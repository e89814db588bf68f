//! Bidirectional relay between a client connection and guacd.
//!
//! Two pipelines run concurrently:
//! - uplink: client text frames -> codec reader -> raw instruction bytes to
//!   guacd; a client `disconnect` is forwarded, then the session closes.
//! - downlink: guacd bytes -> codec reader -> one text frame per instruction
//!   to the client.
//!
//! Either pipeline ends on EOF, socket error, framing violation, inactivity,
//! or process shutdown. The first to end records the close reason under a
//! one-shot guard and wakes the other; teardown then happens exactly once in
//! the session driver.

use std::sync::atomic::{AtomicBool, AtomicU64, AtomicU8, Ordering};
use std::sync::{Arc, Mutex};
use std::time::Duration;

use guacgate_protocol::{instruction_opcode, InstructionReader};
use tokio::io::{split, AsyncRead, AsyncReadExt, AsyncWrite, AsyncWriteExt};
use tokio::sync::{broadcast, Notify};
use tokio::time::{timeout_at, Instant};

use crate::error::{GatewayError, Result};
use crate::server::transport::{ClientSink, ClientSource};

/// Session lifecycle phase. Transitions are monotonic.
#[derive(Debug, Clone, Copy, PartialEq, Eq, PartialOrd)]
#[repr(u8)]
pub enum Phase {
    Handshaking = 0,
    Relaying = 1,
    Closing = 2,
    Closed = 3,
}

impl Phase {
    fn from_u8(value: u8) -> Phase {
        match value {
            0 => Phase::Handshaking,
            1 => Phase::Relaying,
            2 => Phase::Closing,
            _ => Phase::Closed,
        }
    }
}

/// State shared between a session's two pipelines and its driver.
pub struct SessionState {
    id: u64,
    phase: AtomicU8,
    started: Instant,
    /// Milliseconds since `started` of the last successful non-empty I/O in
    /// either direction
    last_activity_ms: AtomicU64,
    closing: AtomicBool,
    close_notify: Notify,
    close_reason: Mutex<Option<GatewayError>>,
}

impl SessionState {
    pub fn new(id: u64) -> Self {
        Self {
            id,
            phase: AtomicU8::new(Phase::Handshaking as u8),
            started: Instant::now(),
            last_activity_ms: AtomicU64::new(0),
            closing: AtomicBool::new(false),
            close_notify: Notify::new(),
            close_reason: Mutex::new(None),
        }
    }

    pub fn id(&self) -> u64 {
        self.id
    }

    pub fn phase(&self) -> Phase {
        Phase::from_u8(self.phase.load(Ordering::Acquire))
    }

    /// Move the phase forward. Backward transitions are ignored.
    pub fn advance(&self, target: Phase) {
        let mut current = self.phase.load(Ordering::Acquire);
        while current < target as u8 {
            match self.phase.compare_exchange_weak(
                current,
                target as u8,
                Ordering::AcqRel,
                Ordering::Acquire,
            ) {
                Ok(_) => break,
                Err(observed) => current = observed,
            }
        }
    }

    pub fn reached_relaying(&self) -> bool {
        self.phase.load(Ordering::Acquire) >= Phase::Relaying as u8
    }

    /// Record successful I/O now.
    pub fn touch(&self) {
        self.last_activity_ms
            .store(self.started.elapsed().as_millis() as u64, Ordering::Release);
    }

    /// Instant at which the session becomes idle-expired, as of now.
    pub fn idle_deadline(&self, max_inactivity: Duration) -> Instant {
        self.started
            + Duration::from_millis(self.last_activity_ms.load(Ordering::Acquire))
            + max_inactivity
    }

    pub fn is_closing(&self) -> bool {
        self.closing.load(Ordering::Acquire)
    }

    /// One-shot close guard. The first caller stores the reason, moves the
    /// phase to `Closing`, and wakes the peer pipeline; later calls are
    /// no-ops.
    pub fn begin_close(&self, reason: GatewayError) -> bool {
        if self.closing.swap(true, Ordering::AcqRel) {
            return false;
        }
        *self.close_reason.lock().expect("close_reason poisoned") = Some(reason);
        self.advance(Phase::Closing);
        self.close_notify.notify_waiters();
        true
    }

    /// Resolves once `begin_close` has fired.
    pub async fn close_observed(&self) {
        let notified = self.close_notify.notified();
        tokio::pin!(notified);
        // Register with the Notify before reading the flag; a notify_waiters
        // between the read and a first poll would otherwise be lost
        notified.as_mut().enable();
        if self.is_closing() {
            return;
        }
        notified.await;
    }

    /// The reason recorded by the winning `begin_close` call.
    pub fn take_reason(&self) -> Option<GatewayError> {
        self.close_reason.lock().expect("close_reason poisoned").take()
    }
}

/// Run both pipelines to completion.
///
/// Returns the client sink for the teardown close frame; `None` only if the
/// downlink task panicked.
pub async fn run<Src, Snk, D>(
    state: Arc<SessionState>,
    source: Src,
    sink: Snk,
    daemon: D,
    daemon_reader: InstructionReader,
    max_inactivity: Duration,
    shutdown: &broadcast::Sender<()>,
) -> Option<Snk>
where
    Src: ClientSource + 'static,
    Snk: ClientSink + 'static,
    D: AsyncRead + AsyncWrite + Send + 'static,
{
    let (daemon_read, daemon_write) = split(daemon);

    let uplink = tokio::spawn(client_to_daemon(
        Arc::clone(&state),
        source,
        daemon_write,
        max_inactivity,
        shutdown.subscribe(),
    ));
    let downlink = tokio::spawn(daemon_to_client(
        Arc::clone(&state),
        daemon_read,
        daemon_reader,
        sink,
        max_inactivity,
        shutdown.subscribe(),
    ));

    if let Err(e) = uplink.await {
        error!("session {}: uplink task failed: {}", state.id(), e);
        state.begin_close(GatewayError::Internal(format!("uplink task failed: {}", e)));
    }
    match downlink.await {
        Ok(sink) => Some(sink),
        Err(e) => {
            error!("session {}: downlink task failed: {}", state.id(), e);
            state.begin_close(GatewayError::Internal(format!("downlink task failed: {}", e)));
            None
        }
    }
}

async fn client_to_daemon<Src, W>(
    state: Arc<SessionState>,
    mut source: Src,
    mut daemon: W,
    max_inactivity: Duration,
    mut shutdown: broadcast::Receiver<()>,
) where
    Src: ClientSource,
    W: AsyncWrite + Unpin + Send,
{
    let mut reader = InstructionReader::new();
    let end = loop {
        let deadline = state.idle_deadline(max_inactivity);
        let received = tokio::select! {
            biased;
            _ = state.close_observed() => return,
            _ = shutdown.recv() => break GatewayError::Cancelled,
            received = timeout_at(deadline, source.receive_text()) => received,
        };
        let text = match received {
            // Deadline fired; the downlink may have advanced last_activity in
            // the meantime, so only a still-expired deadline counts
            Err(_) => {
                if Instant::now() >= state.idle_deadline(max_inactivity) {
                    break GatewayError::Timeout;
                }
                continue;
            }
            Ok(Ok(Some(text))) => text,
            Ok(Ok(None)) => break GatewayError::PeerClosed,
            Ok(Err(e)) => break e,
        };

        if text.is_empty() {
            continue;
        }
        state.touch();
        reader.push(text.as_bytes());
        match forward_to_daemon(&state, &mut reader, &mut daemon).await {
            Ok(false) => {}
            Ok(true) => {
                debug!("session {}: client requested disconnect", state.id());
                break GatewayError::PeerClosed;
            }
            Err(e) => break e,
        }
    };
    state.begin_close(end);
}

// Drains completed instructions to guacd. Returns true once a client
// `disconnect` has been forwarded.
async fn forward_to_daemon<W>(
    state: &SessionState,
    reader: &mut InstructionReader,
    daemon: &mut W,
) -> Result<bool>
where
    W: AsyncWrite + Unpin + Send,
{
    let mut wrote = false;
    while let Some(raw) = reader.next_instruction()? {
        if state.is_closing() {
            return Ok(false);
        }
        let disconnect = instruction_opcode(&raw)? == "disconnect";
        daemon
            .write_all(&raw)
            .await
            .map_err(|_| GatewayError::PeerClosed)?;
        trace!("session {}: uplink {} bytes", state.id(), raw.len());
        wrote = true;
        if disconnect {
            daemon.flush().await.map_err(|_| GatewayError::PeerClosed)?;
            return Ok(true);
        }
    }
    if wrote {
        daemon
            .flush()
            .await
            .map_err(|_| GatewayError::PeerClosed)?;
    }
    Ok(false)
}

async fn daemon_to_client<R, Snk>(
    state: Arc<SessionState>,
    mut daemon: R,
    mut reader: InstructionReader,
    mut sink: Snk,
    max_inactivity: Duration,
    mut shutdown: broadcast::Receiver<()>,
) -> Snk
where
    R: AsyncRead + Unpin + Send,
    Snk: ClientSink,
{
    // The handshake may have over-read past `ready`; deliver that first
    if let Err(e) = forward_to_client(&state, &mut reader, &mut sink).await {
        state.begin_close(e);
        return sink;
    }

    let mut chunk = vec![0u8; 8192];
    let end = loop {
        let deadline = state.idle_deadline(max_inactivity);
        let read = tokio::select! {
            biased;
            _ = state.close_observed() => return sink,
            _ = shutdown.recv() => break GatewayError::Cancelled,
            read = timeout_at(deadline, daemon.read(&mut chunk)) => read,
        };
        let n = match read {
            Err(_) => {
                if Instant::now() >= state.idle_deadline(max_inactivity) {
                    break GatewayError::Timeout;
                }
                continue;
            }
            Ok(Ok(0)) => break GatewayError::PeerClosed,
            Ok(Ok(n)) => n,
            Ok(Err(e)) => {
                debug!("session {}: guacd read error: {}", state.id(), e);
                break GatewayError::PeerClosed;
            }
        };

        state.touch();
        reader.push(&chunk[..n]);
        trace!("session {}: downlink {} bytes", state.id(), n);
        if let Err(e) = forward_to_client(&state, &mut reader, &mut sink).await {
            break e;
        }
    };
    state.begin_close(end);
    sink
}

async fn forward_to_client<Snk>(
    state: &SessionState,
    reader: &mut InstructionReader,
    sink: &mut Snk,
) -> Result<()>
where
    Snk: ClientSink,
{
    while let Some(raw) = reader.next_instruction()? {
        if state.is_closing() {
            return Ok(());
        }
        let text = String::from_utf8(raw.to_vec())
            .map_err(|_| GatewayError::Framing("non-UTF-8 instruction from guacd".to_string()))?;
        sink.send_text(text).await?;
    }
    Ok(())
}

--

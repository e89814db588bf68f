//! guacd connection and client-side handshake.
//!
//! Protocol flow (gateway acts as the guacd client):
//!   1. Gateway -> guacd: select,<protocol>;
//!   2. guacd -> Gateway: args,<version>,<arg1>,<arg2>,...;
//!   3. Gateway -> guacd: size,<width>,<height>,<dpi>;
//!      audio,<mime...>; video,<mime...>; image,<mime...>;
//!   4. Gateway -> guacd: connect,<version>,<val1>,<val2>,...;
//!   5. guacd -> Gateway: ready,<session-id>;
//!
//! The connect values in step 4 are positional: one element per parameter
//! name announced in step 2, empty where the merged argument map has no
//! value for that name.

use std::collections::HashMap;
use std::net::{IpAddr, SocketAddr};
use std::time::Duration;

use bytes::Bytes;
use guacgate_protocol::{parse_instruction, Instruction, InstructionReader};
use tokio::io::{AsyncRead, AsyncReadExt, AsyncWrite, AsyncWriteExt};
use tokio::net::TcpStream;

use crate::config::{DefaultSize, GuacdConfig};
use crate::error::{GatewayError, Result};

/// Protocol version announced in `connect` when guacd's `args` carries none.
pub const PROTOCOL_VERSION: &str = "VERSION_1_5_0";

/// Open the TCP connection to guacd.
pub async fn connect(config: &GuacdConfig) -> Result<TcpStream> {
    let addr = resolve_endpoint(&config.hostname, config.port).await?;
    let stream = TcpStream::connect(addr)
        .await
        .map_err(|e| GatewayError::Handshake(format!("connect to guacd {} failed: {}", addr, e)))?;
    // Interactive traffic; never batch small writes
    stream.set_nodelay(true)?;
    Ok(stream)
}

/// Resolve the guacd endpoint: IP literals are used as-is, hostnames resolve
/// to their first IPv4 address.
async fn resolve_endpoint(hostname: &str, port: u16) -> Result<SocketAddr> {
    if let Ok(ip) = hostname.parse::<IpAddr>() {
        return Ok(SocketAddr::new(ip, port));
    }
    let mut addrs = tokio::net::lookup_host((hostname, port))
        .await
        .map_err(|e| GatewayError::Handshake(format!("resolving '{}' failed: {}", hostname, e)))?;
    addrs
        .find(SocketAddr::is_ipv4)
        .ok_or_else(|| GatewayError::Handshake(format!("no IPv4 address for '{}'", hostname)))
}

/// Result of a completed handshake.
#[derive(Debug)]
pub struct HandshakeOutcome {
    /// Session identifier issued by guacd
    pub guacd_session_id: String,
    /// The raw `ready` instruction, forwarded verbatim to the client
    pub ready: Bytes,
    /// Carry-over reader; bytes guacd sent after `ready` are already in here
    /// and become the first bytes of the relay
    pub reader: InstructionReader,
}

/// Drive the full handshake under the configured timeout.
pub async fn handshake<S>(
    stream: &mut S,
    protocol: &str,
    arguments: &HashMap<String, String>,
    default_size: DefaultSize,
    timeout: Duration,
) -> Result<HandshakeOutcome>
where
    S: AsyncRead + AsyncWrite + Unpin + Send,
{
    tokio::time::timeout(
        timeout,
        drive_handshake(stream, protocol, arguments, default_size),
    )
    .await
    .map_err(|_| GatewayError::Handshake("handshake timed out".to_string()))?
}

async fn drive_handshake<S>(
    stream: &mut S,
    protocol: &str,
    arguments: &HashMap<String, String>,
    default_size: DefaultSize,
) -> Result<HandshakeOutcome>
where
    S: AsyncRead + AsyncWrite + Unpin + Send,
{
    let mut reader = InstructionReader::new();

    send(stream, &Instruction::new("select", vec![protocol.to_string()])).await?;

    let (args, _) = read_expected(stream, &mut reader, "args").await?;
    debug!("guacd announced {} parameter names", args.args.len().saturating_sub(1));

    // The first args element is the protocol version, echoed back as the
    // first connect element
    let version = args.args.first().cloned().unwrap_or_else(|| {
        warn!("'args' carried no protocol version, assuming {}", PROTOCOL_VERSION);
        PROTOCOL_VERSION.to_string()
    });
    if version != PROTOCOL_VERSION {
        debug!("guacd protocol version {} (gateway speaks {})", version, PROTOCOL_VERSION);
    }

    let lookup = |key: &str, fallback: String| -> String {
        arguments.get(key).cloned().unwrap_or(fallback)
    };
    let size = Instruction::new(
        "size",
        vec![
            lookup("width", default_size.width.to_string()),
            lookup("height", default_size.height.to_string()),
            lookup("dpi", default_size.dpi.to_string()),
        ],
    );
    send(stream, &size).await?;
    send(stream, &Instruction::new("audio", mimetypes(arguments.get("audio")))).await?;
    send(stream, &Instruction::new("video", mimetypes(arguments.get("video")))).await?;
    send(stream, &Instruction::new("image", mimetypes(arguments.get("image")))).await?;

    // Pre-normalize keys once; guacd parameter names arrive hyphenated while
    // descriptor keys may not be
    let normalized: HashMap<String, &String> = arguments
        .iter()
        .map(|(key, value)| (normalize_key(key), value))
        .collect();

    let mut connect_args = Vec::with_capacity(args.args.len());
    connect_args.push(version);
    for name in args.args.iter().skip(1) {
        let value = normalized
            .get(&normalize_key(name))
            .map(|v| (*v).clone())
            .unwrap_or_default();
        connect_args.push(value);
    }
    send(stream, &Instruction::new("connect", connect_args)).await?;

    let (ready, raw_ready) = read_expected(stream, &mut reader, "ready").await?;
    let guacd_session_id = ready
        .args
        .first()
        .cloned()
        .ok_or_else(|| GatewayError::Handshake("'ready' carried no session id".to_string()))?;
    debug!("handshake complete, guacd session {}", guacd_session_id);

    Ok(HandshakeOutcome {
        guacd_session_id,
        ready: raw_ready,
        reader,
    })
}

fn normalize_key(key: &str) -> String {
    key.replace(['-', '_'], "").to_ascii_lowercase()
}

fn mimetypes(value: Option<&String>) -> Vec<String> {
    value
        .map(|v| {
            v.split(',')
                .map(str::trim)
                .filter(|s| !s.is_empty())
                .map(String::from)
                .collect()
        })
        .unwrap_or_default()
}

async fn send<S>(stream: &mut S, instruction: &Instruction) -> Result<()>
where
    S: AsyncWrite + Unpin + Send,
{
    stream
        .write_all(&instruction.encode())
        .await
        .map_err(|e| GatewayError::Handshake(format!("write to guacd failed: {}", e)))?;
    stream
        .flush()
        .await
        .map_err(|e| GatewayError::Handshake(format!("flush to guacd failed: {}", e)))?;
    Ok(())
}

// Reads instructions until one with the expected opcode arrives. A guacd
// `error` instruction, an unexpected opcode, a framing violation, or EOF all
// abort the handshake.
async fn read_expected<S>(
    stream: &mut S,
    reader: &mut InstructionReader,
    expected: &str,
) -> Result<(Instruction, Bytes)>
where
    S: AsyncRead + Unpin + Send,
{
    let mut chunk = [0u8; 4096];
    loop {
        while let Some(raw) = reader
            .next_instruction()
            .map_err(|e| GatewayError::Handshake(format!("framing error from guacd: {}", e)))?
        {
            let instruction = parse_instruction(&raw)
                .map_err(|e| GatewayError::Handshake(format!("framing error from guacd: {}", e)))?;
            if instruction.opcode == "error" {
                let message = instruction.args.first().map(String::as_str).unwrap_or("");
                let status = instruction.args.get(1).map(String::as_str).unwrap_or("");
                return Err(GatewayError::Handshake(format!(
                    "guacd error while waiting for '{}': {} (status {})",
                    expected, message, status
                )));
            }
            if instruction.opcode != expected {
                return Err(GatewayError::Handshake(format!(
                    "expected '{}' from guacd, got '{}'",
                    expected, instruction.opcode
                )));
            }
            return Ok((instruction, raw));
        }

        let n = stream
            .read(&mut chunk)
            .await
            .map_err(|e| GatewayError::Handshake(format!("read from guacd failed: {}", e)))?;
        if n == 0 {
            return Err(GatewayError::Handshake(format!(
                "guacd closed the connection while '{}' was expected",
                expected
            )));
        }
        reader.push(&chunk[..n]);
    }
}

---

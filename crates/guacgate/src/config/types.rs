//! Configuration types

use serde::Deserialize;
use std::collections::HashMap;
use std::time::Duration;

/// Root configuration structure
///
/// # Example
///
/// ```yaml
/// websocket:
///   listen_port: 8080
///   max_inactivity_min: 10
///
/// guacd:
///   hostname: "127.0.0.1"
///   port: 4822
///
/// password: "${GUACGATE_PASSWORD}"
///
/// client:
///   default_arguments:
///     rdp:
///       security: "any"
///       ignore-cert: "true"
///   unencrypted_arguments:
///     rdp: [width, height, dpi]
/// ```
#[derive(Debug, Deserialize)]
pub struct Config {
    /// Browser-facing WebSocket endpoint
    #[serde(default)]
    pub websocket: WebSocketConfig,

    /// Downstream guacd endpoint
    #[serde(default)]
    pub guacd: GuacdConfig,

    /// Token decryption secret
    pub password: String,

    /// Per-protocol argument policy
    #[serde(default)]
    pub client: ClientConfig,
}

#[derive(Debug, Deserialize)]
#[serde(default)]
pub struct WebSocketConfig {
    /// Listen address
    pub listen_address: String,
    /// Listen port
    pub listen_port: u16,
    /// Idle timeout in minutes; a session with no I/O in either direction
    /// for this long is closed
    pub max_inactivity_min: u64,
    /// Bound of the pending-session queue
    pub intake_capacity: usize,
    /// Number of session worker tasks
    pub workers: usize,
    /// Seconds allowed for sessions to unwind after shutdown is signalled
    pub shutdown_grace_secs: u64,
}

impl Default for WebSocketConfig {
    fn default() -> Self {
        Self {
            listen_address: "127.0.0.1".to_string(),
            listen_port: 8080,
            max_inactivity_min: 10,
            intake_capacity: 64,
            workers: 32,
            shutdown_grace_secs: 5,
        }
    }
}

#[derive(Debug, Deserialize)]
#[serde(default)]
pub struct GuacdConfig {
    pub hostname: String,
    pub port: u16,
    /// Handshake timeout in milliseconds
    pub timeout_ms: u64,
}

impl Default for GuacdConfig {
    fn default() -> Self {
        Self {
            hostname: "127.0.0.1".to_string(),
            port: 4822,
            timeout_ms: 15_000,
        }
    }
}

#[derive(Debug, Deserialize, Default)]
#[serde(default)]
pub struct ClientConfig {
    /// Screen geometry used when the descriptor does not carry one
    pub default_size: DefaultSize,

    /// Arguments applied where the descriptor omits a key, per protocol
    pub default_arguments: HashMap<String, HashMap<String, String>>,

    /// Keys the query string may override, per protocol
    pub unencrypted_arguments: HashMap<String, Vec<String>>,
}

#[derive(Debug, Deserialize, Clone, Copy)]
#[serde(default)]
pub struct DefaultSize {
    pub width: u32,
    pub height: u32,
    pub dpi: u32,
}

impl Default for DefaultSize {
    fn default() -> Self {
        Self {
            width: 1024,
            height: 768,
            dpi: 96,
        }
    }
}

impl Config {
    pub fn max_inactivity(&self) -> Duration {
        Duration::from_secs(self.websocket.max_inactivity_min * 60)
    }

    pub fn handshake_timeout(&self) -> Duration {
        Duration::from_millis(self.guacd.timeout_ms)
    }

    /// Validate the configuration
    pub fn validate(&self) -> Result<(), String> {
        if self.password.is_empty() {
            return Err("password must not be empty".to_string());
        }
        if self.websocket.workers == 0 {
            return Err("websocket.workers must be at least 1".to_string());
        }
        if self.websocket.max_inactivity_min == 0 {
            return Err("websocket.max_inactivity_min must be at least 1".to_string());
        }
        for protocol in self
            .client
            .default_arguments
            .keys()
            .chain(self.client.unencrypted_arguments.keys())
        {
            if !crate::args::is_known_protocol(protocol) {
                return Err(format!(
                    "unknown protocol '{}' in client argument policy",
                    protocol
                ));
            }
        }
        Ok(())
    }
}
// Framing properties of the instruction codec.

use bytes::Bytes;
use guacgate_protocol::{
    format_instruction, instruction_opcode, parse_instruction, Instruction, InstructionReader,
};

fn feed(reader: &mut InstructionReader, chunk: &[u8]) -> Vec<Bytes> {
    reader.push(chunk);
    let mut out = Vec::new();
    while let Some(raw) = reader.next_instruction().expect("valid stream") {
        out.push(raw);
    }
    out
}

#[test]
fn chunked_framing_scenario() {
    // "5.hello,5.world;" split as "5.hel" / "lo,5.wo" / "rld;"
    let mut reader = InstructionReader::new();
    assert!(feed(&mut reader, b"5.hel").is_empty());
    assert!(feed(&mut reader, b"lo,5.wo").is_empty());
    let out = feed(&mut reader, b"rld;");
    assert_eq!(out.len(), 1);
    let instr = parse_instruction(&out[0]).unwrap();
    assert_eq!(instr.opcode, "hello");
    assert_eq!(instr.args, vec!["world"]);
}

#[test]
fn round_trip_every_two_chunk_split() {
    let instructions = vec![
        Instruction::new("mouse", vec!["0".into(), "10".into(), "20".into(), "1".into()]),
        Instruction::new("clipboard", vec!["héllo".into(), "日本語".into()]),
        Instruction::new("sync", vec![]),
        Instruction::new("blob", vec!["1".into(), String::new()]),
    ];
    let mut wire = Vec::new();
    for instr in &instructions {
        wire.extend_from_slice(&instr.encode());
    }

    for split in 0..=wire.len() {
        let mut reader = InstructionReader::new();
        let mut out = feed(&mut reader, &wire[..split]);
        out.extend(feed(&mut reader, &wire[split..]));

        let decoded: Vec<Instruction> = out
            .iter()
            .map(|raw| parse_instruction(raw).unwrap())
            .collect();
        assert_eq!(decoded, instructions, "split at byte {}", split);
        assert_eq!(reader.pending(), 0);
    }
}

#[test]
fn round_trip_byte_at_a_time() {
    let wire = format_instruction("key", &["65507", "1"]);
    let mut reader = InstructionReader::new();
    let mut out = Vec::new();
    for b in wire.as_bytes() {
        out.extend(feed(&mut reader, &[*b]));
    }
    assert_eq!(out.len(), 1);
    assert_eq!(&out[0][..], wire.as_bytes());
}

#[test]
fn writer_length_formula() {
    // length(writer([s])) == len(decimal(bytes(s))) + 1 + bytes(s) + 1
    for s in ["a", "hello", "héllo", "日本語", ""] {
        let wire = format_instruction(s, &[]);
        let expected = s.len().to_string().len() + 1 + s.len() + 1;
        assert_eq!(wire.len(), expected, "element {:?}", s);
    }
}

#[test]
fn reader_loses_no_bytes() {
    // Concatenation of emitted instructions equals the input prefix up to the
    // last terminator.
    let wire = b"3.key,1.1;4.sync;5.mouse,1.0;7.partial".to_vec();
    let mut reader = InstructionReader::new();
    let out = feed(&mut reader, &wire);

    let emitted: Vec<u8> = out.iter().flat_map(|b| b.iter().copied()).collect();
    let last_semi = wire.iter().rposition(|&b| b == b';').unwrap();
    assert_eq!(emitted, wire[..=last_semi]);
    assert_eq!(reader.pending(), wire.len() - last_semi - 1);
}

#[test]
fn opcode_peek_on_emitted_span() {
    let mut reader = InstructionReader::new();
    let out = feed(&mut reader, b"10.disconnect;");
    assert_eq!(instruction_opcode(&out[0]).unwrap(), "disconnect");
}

THE PROBLEM
Find the string "carried" in the data. Report each line it appears in.

ANSWER FOR THIS EXERCISE
        warn!("'args' carried no protocol version, assuming {}", PROTOCOL_VERSION);
        .ok_or_else(|| GatewayError::Handshake("'ready' carried no session id".to_string()))?;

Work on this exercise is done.